Goal of the exercise:
Below this line is a set of entries; quote exactly the lines from the line that contains "pub fn new()" to the line that contains "let allowlist: Vec<String>", both lines included.
### Input material ###
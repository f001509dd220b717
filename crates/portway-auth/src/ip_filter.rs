//! IP allow-listing with CIDR support
//!
//! An allow-list is a set of literal addresses and CIDR ranges. An empty list
//! admits everyone. A non-empty list is always evaluated in full, so the time
//! taken does not reveal which entry (if any) matched.

use std::net::{IpAddr, Ipv4Addr, SocketAddr};
use std::str::FromStr;
use thiserror::Error;
use tracing::warn;

#[derive(Debug, Clone, PartialEq, Eq, Error)]
pub enum IpFilterError {
    #[error("Invalid IP address: {0}")]
    InvalidIpAddress(String),

    #[error("Invalid CIDR notation: {0}")]
    InvalidCidr(String),
}

/// Split a raw allow-list setting into trimmed entries
///
/// Entries may be separated by commas, semicolons or whitespace. Blank input
/// gives an empty (open) list.
pub fn parse_allow_list(raw: &str) -> Vec<String> {
    raw.split(|c: char| c == ',' || c == ';' || c.is_whitespace())
        .map(str::trim)
        .filter(|entry| !entry.is_empty())
        .map(str::to_string)
        .collect()
}

/// Canonical form used for comparisons
///
/// IPv4-mapped IPv6 addresses become plain IPv4 and the IPv6 loopback
/// collapses onto `127.0.0.1`.
pub fn normalize_ip(ip: IpAddr) -> IpAddr {
    match ip {
        IpAddr::V4(_) => ip,
        IpAddr::V6(v6) if v6.is_loopback() => IpAddr::V4(Ipv4Addr::LOCALHOST),
        IpAddr::V6(v6) => match v6.to_ipv4_mapped() {
            Some(v4) => IpAddr::V4(v4),
            None => ip,
        },
    }
}

/// Check `ip` against raw allow-list entries
///
/// Unparseable entries never match.
pub fn is_allowed(ip: IpAddr, list: &[String]) -> bool {
    IpFilter::lenient(list.iter().cloned()).is_allowed(&ip)
}

fn v4_mask(prefix_len: u8) -> u32 {
    u32::MAX
        .checked_shl(32 - u32::from(prefix_len))
        .unwrap_or(0)
}

fn v6_mask(prefix_len: u8) -> u128 {
    u128::MAX
        .checked_shl(128 - u32::from(prefix_len))
        .unwrap_or(0)
}

/// One literal address or CIDR range
#[derive(Debug, Clone, Copy, PartialEq, Eq)]
struct IpNetwork {
    addr: IpAddr,
    prefix_len: u8,
}

impl IpNetwork {
    fn parse(entry: &str) -> Result<Self, IpFilterError> {
        let (addr, prefix_len) = match entry.split_once('/') {
            Some((ip_str, prefix_str)) => {
                let addr = IpAddr::from_str(ip_str)
                    .map_err(|_| IpFilterError::InvalidIpAddress(entry.to_string()))?;
                let prefix_len = prefix_str
                    .parse::<u8>()
                    .map_err(|_| IpFilterError::InvalidCidr(entry.to_string()))?;
                let max_prefix = match addr {
                    IpAddr::V4(_) => 32,
                    IpAddr::V6(_) => 128,
                };
                if prefix_len > max_prefix {
                    return Err(IpFilterError::InvalidCidr(entry.to_string()));
                }
                (addr, prefix_len)
            }
            None => {
                let addr = IpAddr::from_str(entry)
                    .map_err(|_| IpFilterError::InvalidIpAddress(entry.to_string()))?;
                let prefix_len = if addr.is_ipv4() { 32 } else { 128 };
                (addr, prefix_len)
            }
        };

        Ok(Self::canonical(addr, prefix_len))
    }

    /// Rewrite IPv6 forms of IPv4 space onto the IPv4 network
    fn canonical(addr: IpAddr, prefix_len: u8) -> Self {
        match addr {
            IpAddr::V6(v6) if v6.is_loopback() && prefix_len == 128 => Self {
                addr: IpAddr::V4(Ipv4Addr::LOCALHOST),
                prefix_len: 32,
            },
            IpAddr::V6(v6) if prefix_len >= 96 => match v6.to_ipv4_mapped() {
                Some(v4) => Self {
                    addr: IpAddr::V4(v4),
                    prefix_len: prefix_len - 96,
                },
                None => Self { addr, prefix_len },
            },
            _ => Self { addr, prefix_len },
        }
    }

    fn contains(&self, ip: &IpAddr) -> bool {
        match (self.addr, ip) {
            (IpAddr::V4(net), IpAddr::V4(probe)) => {
                let mask = v4_mask(self.prefix_len);
                (u32::from(net) & mask) == (u32::from(*probe) & mask)
            }
            (IpAddr::V6(net), IpAddr::V6(probe)) => {
                let mask = v6_mask(self.prefix_len);
                (u128::from(net) & mask) == (u128::from(*probe) & mask)
            }
            _ => false,
        }
    }
}

/// Parsed allow-list
#[derive(Debug, Clone, Default, PartialEq)]
pub struct IpFilter {
    allowlist: Vec<String>,
    /// `None` marks an entry that failed to parse; it never matches
    networks: Vec<Option<IpNetwork>>,
}

impl IpFilter {
    /// Empty filter (allows all connections)
    pub fn new() -> Self {
        Self::default()
    }

    /// Build a filter, failing on the first invalid entry
    pub fn from_allowlist(allowlist: Vec<String>) -> Result<Self, IpFilterError> {
        let networks = allowlist
            .iter()
            .map(|entry| IpNetwork::parse(entry).map(Some))
            .collect::<Result<Vec<_>, _>>()?;

        Ok(Self {
            allowlist,
            networks,
        })
    }

    /// Parse a raw delimited allow-list strictly
    pub fn parse(raw: &str) -> Result<Self, IpFilterError> {
        Self::from_allowlist(parse_allow_list(raw))
    }

    /// Build a filter that keeps invalid entries as never-matching
    pub fn lenient(entries: impl IntoIterator<Item = String>) -> Self {
        let allowlist: Vec<String> = entries.into_iter().collect();
        let networks = allowlist
            .iter()
            .map(|entry| match IpNetwork::parse(entry) {
                Ok(network) => Some(network),
                Err(e) => {
                    warn!("Ignoring allow-list entry: {}", e);
                    None
                }
            })
            .collect();

        Self {
            allowlist,
            networks,
        }
    }

    pub fn is_allowed(&self, ip: &IpAddr) -> bool {
        self.evaluate(ip).0
    }

    pub fn is_socket_allowed(&self, addr: &SocketAddr) -> bool {
        self.is_allowed(&addr.ip())
    }

    /// Returns the verdict and how many entries were checked
    fn evaluate(&self, ip: &IpAddr) -> (bool, usize) {
        if self.networks.is_empty() {
            return (true, 0);
        }

        let probe = normalize_ip(*ip);
        let mut allowed = false;
        let mut checked = 0;
        for network in &self.networks {
            let matched = network.map_or(false, |n| n.contains(&probe));
            // Non-short-circuiting on purpose: every entry is evaluated.
            allowed |= matched;
            checked += 1;
        }
        (allowed, checked)
    }

    pub fn allowlist(&self) -> &[String] {
        &self.allowlist
    }

    pub fn is_empty(&self) -> bool {
        self.allowlist.is_empty()
    }

    pub fn len(&self) -> usize {
        self.allowlist.len()
    }
}

#[cfg(test)]
mod tests {
    use super::*;
    use std::net::Ipv6Addr;

    fn ip(s: &str) -> IpAddr {
        s.parse().unwrap()
    }

    fn list(entries: &[&str]) -> Vec<String> {
        entries.iter().map(|s| s.to_string()).collect()
    }

    #[test]
    fn test_parse_allow_list_delimiters() {
        assert_eq!(
            parse_allow_list(" 10.0.0.1, 192.168.0.0/16;\n203.0.113.7  ::1 "),
            list(&["10.0.0.1", "192.168.0.0/16", "203.0.113.7", "::1"])
        );
        assert!(parse_allow_list("").is_empty());
        assert!(parse_allow_list("  , ;  ").is_empty());
    }

    #[test]
    fn test_empty_list_allows_everyone() {
        assert!(is_allowed(ip("8.8.8.8"), &[]));
        assert!(is_allowed(ip("2001:db8::1"), &[]));
        assert!(IpFilter::new().is_allowed(&ip("127.0.0.1")));
    }

    #[test]
    fn test_class_c_range() {
        let entries = list(&["192.168.1.0/24"]);
        assert!(is_allowed(ip("192.168.1.50"), &entries));
        assert!(is_allowed(ip("192.168.1.0"), &entries));
        assert!(is_allowed(ip("192.168.1.255"), &entries));
        assert!(!is_allowed(ip("192.168.2.1"), &entries));
    }

    #[test]
    fn test_literal_entries() {
        let entries = list(&["203.0.113.50", "10.1.2.3"]);
        assert!(is_allowed(ip("10.1.2.3"), &entries));
        assert!(!is_allowed(ip("10.1.2.4"), &entries));
    }

    #[test]
    fn test_prefix_edges() {
        assert!(is_allowed(ip("8.8.8.8"), &list(&["0.0.0.0/0"])));
        assert!(is_allowed(ip("10.0.0.1"), &list(&["10.0.0.1/32"])));
        assert!(!is_allowed(ip("10.0.0.2"), &list(&["10.0.0.1/32"])));
        assert!(is_allowed(ip("10.200.3.4"), &list(&["10.0.0.0/8"])));
        assert!(is_allowed(ip("172.31.255.255"), &list(&["172.16.0.0/12"])));
        assert!(!is_allowed(ip("172.32.0.0"), &list(&["172.16.0.0/12"])));
    }

    #[test]
    fn test_out_of_range_prefix_never_matches() {
        let entries = list(&["192.168.1.0/33", "10.0.0.0/-1"]);
        assert!(!is_allowed(ip("192.168.1.10"), &entries));
        assert!(!is_allowed(ip("10.0.0.1"), &entries));

        assert_eq!(
            IpFilter::from_allowlist(list(&["192.168.1.0/33"])),
            Err(IpFilterError::InvalidCidr("192.168.1.0/33".to_string()))
        );
        assert_eq!(
            IpFilter::parse("10.0.0.1, not-an-ip"),
            Err(IpFilterError::InvalidIpAddress("not-an-ip".to_string()))
        );
    }

    #[test]
    fn test_mapped_ipv6_probe_matches_ipv4_entry() {
        let entries = list(&["192.168.1.0/24"]);
        let mapped = IpAddr::V6(Ipv4Addr::new(192, 168, 1, 9).to_ipv6_mapped());
        assert!(is_allowed(mapped, &entries));
    }

    #[test]
    fn test_loopback_variants_collapse() {
        assert!(is_allowed(IpAddr::V6(Ipv6Addr::LOCALHOST), &list(&["127.0.0.1"])));
        assert!(is_allowed(ip("127.0.0.1"), &list(&["::1"])));
        assert!(is_allowed(ip("::ffff:127.0.0.1"), &list(&["127.0.0.1"])));
    }

    #[test]
    fn test_ipv6_ranges() {
        let entries = list(&["2001:db8::/32"]);
        assert!(is_allowed(ip("2001:db8:ffff::1"), &entries));
        assert!(!is_allowed(ip("2001:db9::1"), &entries));
        assert!(!is_allowed(ip("10.0.0.1"), &entries));
        assert!(is_allowed(ip("fe80::1"), &list(&["::/0"])));
    }

    #[test]
    fn test_mapped_cidr_entry() {
        let entries = list(&["::ffff:10.0.0.0/104"]);
        assert!(is_allowed(ip("10.9.8.7"), &entries));
        assert!(!is_allowed(ip("11.0.0.1"), &entries));
    }

    #[test]
    fn test_every_entry_evaluated_regardless_of_match_position() {
        let mut entries: Vec<String> = (1..=20).map(|i| format!("10.0.{i}.0/24")).collect();
        entries.insert(0, "192.168.1.0/24".to_string());
        let first = IpFilter::lenient(entries.clone());

        entries.rotate_left(1);
        let last = IpFilter::lenient(entries);

        let probe = ip("192.168.1.50");
        assert_eq!(first.evaluate(&probe), (true, 21));
        assert_eq!(last.evaluate(&probe), (true, 21));
        assert_eq!(first.evaluate(&ip("8.8.8.8")), (false, 21));
    }

    #[test]
    fn test_socket_addr_filter() {
        let filter = IpFilter::parse("192.168.1.0/24").unwrap();
        assert!(filter.is_socket_allowed(&"192.168.1.100:8080".parse().unwrap()));
        assert!(!filter.is_socket_allowed(&"10.0.0.1:8080".parse().unwrap()));
        assert_eq!(filter.len(), 1);
        assert!(!filter.is_empty());
        assert_eq!(filter.allowlist(), ["192.168.1.0/24"]);
    }
}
###
Answer section:
    pub fn new() -> Self {
        Self::default()
    }

    /// Build a filter, failing on the first invalid entry
    pub fn from_allowlist(allowlist: Vec<String>) -> Result<Self, IpFilterError> {
        let networks = allowlist
            .iter()
            .map(|entry| IpNetwork::parse(entry).map(Some))
            .collect::<Result<Vec<_>, _>>()?;

        Ok(Self {
            allowlist,
            networks,
        })
    }

    /// Parse a raw delimited allow-list strictly
    pub fn parse(raw: &str) -> Result<Self, IpFilterError> {
        Self::from_allowlist(parse_allow_list(raw))
    }

    /// Build a filter that keeps invalid entries as never-matching
    pub fn lenient(entries: impl IntoIterator<Item = String>) -> Self {
        let allowlist: Vec<String> = entries.into_iter().collect();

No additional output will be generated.